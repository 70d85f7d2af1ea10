//! Module interfaces
//!
//! Each cyclic module in `drive_exec` shall implement all the items in this
//! module.

// ---------------------------------------------------------------------------
// MODULE STATE
// ---------------------------------------------------------------------------

/// The module's internal state.
pub trait State {
    /// Data required during initialisation
    type InitData;
    /// An error which can occur during initialisation.
    type InitError;

    /// Data required for cyclic processing.
    type InputData;
    /// Data produced by cyclic processing.
    type OutputData;
    /// A report on the status of the cyclic processing.
    type StatusReport;
    /// An error which can occur during cyclic processing.
    type ProcError;

    /// Initialise the module.
    ///
    /// # Inputs
    /// - `init_data`: The input data required by the module.
    ///
    /// # Outputs
    /// - On success the initialised module.
    /// - On error an `InitError` instance.
    fn init(init_data: Self::InitData) -> Result<Self, Self::InitError>
    where
        Self: Sized;

    /// Main module processing function.
    ///
    /// # Inputs
    /// - `input_data`: The data required for processing by the module.
    ///
    /// # Outputs
    /// - On success a tuple of the output data and status report.
    /// - On error a `ProcError` instance.
    fn proc(&mut self, input_data: &Self::InputData)
        -> Result<(Self::OutputData, Self::StatusReport), Self::ProcError>;
}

Required work: Copy out the lines beginning at the one that contains "type OutputData;". Stop at the final line of the data, and include it.

Output below:
    type OutputData;
    /// A report on the status of the cyclic processing.
    type StatusReport;
    /// An error which can occur during cyclic processing.
    type ProcError;

    /// Initialise the module.
    ///
    /// # Inputs
    /// - `init_data`: The input data required by the module.
    ///
    /// # Outputs
    /// - On success the initialised module.
    /// - On error an `InitError` instance.
    fn init(init_data: Self::InitData) -> Result<Self, Self::InitError>
    where
        Self: Sized;

    /// Main module processing function.
    ///
    /// # Inputs
    /// - `input_data`: The data required for processing by the module.
    ///
    /// # Outputs
    /// - On success a tuple of the output data and status report.
    /// - On error a `ProcError` instance.
    fn proc(&mut self, input_data: &Self::InputData)
        -> Result<(Self::OutputData, Self::StatusReport), Self::ProcError>;
}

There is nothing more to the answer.